(Records from a data collection)
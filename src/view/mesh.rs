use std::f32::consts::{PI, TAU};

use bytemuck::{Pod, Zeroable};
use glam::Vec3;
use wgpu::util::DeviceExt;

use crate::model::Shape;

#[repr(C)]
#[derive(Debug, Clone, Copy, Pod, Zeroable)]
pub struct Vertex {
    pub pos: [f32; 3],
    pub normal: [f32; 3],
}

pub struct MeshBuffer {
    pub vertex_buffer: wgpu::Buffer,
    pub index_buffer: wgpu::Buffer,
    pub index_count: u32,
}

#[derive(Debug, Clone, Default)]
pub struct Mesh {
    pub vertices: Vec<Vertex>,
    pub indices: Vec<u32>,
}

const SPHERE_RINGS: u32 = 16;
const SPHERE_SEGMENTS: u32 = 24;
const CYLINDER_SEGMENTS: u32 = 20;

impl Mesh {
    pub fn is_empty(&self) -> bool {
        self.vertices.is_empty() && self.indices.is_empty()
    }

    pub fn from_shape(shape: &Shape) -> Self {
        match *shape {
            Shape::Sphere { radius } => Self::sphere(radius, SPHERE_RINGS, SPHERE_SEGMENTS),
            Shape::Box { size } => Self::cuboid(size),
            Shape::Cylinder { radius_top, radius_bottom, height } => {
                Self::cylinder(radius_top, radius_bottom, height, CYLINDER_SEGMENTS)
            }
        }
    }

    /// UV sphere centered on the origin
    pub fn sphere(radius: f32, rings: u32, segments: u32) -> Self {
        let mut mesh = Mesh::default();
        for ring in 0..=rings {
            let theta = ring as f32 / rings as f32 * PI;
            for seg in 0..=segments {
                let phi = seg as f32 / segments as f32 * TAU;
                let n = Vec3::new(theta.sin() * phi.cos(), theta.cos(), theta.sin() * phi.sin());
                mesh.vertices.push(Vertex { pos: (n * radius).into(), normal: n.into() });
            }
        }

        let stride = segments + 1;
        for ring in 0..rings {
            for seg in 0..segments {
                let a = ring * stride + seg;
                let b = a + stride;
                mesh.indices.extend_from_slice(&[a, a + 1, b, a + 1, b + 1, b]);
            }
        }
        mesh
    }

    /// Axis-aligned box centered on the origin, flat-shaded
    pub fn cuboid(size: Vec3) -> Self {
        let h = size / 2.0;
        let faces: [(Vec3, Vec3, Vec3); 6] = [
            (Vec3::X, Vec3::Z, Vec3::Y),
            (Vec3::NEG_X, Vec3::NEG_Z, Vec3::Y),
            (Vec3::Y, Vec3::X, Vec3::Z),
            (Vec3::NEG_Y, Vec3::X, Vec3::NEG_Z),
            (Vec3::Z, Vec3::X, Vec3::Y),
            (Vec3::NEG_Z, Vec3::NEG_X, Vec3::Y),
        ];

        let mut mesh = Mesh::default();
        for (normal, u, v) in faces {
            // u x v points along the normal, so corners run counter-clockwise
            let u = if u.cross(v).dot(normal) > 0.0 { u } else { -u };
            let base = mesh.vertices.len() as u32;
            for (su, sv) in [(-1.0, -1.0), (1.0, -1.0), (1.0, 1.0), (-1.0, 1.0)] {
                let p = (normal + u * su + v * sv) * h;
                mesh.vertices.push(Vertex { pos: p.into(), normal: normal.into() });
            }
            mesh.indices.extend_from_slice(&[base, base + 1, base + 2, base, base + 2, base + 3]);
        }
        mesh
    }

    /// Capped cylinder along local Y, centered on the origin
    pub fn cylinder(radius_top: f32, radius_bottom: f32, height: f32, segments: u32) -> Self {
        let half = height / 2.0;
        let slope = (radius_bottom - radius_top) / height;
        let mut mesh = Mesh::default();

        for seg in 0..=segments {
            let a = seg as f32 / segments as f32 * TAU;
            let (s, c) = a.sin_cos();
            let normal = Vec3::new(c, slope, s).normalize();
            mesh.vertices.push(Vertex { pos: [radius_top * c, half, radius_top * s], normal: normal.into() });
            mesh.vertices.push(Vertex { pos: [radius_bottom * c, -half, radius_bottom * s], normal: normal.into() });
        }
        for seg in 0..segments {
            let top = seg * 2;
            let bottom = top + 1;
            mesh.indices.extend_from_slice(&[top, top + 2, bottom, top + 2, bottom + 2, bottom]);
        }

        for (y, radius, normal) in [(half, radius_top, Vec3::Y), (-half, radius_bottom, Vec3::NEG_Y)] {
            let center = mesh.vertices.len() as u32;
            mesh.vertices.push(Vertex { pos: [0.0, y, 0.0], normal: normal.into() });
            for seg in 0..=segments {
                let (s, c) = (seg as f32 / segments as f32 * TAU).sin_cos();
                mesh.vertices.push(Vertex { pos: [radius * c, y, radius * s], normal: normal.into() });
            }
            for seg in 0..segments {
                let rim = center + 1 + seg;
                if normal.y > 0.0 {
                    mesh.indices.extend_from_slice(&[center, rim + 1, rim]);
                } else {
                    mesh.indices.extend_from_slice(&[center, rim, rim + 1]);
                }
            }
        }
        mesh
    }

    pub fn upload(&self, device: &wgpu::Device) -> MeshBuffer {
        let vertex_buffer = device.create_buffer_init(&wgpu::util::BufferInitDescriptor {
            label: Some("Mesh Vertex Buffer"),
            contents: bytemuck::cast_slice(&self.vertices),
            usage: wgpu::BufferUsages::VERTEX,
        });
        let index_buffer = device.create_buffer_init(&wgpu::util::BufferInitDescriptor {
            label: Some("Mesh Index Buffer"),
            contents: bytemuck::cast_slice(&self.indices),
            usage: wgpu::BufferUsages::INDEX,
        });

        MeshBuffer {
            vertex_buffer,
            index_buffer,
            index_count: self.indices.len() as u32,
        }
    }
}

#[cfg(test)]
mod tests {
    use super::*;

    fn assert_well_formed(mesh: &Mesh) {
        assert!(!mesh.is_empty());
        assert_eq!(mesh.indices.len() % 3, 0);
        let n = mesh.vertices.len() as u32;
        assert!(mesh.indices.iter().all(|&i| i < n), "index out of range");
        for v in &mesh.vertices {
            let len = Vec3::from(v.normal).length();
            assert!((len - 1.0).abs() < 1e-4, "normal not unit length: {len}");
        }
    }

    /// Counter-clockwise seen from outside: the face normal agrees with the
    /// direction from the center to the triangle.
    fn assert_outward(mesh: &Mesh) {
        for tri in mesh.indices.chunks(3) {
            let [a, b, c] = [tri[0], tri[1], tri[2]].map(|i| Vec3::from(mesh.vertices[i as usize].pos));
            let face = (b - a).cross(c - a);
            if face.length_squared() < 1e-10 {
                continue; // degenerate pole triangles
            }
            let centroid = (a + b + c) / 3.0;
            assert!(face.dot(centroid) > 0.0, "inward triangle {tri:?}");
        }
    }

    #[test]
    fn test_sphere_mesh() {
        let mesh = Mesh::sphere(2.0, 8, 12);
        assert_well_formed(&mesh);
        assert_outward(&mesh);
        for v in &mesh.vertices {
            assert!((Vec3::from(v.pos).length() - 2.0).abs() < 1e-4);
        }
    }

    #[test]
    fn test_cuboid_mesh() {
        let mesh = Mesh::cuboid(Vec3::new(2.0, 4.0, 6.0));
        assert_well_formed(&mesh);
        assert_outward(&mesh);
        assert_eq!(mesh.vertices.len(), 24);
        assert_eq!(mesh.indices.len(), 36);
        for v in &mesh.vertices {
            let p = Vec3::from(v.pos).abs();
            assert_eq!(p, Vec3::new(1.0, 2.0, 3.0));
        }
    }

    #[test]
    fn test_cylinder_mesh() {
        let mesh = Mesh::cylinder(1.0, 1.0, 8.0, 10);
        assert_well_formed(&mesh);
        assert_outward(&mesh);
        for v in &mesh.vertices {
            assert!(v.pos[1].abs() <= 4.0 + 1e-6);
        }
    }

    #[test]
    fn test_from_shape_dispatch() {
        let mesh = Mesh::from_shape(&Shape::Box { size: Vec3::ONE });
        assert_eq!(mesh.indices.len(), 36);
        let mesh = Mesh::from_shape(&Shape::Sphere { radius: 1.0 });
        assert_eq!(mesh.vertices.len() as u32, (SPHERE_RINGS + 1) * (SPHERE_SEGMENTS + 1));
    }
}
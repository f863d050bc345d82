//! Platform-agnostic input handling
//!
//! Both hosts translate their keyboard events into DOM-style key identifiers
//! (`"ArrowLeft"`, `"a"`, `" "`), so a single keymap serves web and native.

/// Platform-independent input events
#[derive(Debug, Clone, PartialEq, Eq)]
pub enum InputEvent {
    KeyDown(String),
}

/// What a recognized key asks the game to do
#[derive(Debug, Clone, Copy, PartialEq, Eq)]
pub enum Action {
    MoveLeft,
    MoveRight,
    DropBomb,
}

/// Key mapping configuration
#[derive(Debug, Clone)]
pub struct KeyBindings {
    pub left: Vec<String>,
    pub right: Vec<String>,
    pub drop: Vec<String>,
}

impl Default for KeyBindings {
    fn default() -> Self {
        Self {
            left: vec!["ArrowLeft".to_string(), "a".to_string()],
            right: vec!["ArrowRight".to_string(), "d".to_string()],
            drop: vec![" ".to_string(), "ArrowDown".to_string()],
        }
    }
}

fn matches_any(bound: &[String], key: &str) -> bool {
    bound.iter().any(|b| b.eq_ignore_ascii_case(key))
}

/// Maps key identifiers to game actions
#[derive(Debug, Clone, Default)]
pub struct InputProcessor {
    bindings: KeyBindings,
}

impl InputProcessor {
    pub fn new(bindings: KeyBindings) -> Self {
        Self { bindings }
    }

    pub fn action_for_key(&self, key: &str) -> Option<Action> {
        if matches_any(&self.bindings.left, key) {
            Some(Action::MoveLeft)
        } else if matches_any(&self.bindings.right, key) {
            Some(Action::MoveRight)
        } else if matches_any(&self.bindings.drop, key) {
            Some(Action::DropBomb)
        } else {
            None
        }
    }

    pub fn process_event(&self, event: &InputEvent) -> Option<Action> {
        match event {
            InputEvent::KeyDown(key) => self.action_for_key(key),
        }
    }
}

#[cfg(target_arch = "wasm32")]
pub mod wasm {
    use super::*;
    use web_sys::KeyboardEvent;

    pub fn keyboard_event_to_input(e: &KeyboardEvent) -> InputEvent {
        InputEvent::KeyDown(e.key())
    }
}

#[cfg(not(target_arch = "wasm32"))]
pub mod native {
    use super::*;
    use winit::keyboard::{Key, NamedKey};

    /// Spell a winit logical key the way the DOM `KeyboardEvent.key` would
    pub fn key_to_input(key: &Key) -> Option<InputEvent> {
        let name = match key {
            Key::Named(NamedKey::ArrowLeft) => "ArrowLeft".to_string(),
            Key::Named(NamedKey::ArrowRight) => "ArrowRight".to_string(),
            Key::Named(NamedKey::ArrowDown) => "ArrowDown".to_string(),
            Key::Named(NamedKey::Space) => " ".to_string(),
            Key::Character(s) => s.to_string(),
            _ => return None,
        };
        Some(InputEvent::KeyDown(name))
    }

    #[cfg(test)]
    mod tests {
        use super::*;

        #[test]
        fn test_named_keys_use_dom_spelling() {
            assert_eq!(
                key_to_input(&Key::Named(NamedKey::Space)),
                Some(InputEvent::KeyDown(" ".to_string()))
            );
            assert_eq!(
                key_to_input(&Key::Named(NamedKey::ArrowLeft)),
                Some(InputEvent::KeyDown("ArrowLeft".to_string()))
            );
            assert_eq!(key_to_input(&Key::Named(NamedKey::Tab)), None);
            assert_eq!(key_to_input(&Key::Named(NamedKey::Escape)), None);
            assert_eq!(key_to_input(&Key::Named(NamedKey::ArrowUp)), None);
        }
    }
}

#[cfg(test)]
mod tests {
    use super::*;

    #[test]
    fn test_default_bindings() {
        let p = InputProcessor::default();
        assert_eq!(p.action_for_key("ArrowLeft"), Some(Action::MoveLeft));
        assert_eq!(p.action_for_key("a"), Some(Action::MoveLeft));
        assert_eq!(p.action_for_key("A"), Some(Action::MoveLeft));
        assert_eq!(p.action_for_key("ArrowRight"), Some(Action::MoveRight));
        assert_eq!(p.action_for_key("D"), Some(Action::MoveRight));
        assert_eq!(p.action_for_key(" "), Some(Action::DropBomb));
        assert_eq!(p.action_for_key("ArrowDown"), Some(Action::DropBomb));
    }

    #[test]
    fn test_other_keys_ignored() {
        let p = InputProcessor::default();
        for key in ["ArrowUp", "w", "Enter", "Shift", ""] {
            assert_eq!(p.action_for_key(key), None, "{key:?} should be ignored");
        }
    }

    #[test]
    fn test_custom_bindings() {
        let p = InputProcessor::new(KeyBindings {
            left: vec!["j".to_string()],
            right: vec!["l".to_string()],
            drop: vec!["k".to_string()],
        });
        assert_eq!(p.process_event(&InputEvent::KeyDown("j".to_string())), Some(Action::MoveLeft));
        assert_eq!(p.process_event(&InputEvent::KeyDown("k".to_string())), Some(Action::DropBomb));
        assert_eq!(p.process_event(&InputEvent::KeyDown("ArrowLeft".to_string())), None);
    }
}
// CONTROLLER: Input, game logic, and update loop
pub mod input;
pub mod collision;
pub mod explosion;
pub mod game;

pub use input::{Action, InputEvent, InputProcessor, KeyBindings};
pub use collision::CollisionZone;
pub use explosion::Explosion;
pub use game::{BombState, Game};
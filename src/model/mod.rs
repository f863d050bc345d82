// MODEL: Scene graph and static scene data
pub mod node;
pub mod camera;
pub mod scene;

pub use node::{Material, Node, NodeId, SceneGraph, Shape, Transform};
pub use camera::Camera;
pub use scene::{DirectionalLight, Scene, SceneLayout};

● Required action:
Count, in the records above, the lines that contain the word "bound"; the answer is that number alone.

● Response for this exercise:
2